**Activity**
Look below for the line holding "pub fn calls(&self)" and the line holding "pub fn test_config()". Transcribe exactly those lines and all lines between them, nothing more.
[Available data Boundary: Start]
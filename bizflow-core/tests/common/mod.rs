//! Shared fakes for integration tests

#![allow(dead_code)]

use anyhow::Result;
use async_trait::async_trait;
use bizflow_core::models::{
    ApprovalLevel, ApprovalRuleDraft, CompanyId, EngineConfiguration, NewWorkflow,
    TaskDefinition, TaskKind, TemplateConfig, TemplateDraft, UserId, WorkflowSettings,
    WorkflowTask,
};
use bizflow_core::workflow::WorkflowEngine;
use bizflow_core::services::{
    ActionHandler, ActionOutcome, ActionRequest, DeliveryReport, Directory, HandlerRegistry,
    Notification, Notifier,
};
use bizflow_core::BizflowOrchestrator;
use rust_decimal::Decimal;
use std::collections::{BTreeMap, HashSet};
use std::sync::atomic::{AtomicUsize, Ordering};
use std::sync::{Arc, Mutex};
use uuid::Uuid;
use std::time::Duration;

pub const COMPANY: CompanyId = 1;
pub const INITIATOR: UserId = 100;

/// Group membership held in memory
#[derive(Default)]
pub struct FakeDirectory {
    pub groups: BTreeMap<String, Vec<UserId>>,
    pub admins: Vec<UserId>,
}

impl FakeDirectory {
    pub fn with_group(mut self, group: &str, members: &[UserId]) -> Self {
        self.groups.insert(group.to_string(), members.to_vec());
        self
    }

    pub fn with_admin(mut self, user: UserId) -> Self {
        self.admins.push(user);
        self
    }
}

#[async_trait]
impl Directory for FakeDirectory {
    async fn resolve_assignee(&self, _company_id: CompanyId, group: &str) -> Result<Option<UserId>> {
        Ok(self.groups.get(group).and_then(|m| m.first().copied()))
    }

    async fn is_member(&self, _company_id: CompanyId, user_id: UserId, group: &str) -> Result<bool> {
        Ok(self.groups.get(group).is_some_and(|m| m.contains(&user_id)))
    }

    async fn is_admin(&self, _company_id: CompanyId, user_id: UserId) -> Result<bool> {
        Ok(self.admins.contains(&user_id))
    }
}

/// Records every notification; listed users never receive anything
#[derive(Default)]
pub struct RecordingNotifier {
    pub sent: Mutex<Vec<Notification>>,
    pub unreachable: HashSet<UserId>,
}

impl RecordingNotifier {
    pub fn unreachable(users: &[UserId]) -> Self {
        Self {
            sent: Mutex::new(Vec::new()),
            unreachable: users.iter().copied().collect(),
        }
    }

    pub fn sent(&self) -> Vec<Notification> {
        self.sent.lock().unwrap().clone()
    }

    pub fn subjects(&self) -> Vec<String> {
        self.sent().into_iter().map(|n| n.subject).collect()
    }
}

#[async_trait]
impl Notifier for RecordingNotifier {
    async fn notify(&self, notification: &Notification) -> Result<DeliveryReport> {
        self.sent.lock().unwrap().push(notification.clone());
        let (failed, delivered): (Vec<UserId>, Vec<UserId>) = notification
            .recipients
            .iter()
            .copied()
            .partition(|user| self.unreachable.contains(user));
        Ok(DeliveryReport { delivered, failed })
    }
}

/// Counts calls; fails while `failing` is set, reports partial while `partial` is set;
/// sleeps `delay` before answering
#[derive(Default)]
pub struct CountingHandler {
    pub calls: AtomicUsize,
    pub failing: std::sync::atomic::AtomicBool,
    pub partial: std::sync::atomic::AtomicBool,
    pub delay: Duration,
    pub requests: Mutex<Vec<ActionRequest>>,
}

impl CountingHandler {
    pub fn slow(delay: Duration) -> Self {
        Self {
            delay,
            ..Self::default()
        }
    }

    pub fn failing() -> Self {
        let handler = Self::default();
        handler.failing.store(true, Ordering::SeqCst);
        handler
    }

    pub fn calls(&self) -> usize {
        self.calls.load(Ordering::SeqCst)
    }
}

#[async_trait]
impl ActionHandler for CountingHandler {
    async fn run(&self, request: &ActionRequest) -> Result<ActionOutcome> {
        self.calls.fetch_add(1, Ordering::SeqCst);
        self.requests.lock().unwrap().push(request.clone());
        if !self.delay.is_zero() {
            tokio::time::sleep(self.delay).await;
        }
        if self.failing.load(Ordering::SeqCst) {
            anyhow::bail!("downstream system unavailable");
        }
        Ok(ActionOutcome {
            output: serde_json::json!({ "handled": request.handler }),
            partial: self.partial.load(Ordering::SeqCst),
        })
    }
}

pub struct Harness {
    pub orchestrator: BizflowOrchestrator,
    pub notifier: Arc<RecordingNotifier>,
}

pub fn test_config() -> EngineConfiguration {
    EngineConfiguration {
        lock_timeout_ms: 200,
        collaborator_timeout_seconds: 2,
        ..EngineConfiguration::default()
    }
}

pub fn harness(directory: FakeDirectory) -> Harness {
    harness_with(directory, RecordingNotifier::default())
}

pub fn harness_with(directory: FakeDirectory, notifier: RecordingNotifier) -> Harness {
    let notifier = Arc::new(notifier);
    let orchestrator = BizflowOrchestrator::in_memory(
        &test_config(),
        Arc::new(directory),
        notifier.clone(),
        HandlerRegistry::new(),
    );
    Harness {
        orchestrator,
        notifier,
    }
}

pub fn review(key: &str, step: u32) -> TaskDefinition {
    TaskDefinition::new(
        key,
        step,
        TaskKind::Review {
            checklist: Vec::new(),
        },
    )
}

pub fn expense_approval(key: &str, step: u32) -> TaskDefinition {
    TaskDefinition::new(
        key,
        step,
        TaskKind::Approval {
            approval_type: Some("expense".to_string()),
            amount: None,
            amount_field: Some("amount".to_string()),
            category: None,
        },
    )
}

pub fn level(level: u32, role: &str, min_amount: Option<i64>) -> ApprovalLevel {
    ApprovalLevel {
        level,
        role: role.to_string(),
        min_amount: min_amount.map(Decimal::from),
    }
}

pub fn expense_rule(levels: Vec<ApprovalLevel>, auto_approve_below: Option<i64>) -> ApprovalRuleDraft {
    ApprovalRuleDraft {
        company_id: COMPANY,
        name: "Expenses".to_string(),
        description: None,
        approval_type: "expense".to_string(),
        categories: Vec::new(),
        approval_levels: levels,
        min_amount: Decimal::ZERO,
        max_amount: None,
        requires_documentation: false,
        workflow_template_id: None,
        auto_approve_threshold: auto_approve_below.map(Decimal::from),
        escalation_timeout: 24,
        created_by: INITIATOR,
    }
}

pub fn template_draft(name: &str, tasks: Vec<TaskDefinition>) -> TemplateDraft {
    TemplateDraft {
        company_id: COMPANY,
        name: name.to_string(),
        description: None,
        category: Some("Finance".to_string()),
        template_config: TemplateConfig { tasks },
        default_settings: WorkflowSettings::default(),
        data_schema: None,
        requires_approval: false,
        auto_start: false,
        created_by: INITIATOR,
    }
}

/// Draft ad hoc workflow holding the given tasks
pub async fn ad_hoc_workflow(
    engine: &WorkflowEngine,
    data: serde_json::Value,
    tasks: Vec<TaskDefinition>,
) -> Uuid {
    let workflow = engine
        .create_workflow(NewWorkflow::ad_hoc(COMPANY, "Ad hoc", INITIATOR).with_data(data))
        .await
        .unwrap();
    for task in tasks {
        engine.add_task(workflow.id, task).await.unwrap();
    }
    workflow.id
}

pub fn task_by_key(engine: &WorkflowEngine, workflow_id: Uuid, key: &str) -> WorkflowTask {
    engine
        .get_workflow(workflow_id)
        .unwrap()
        .tasks
        .into_iter()
        .find(|t| t.key == key)
        .unwrap()
}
[Available data Boundary: End]
**Answer to the exercise**
    pub fn calls(&self) -> usize {
        self.calls.load(Ordering::SeqCst)
    }
}

#[async_trait]
impl ActionHandler for CountingHandler {
    async fn run(&self, request: &ActionRequest) -> Result<ActionOutcome> {
        self.calls.fetch_add(1, Ordering::SeqCst);
        self.requests.lock().unwrap().push(request.clone());
        if !self.delay.is_zero() {
            tokio::time::sleep(self.delay).await;
        }
        if self.failing.load(Ordering::SeqCst) {
            anyhow::bail!("downstream system unavailable");
        }
        Ok(ActionOutcome {
            output: serde_json::json!({ "handled": request.handler }),
            partial: self.partial.load(Ordering::SeqCst),
        })
    }
}

pub struct Harness {
    pub orchestrator: BizflowOrchestrator,
    pub notifier: Arc<RecordingNotifier>,
}

pub fn test_config() -> EngineConfiguration {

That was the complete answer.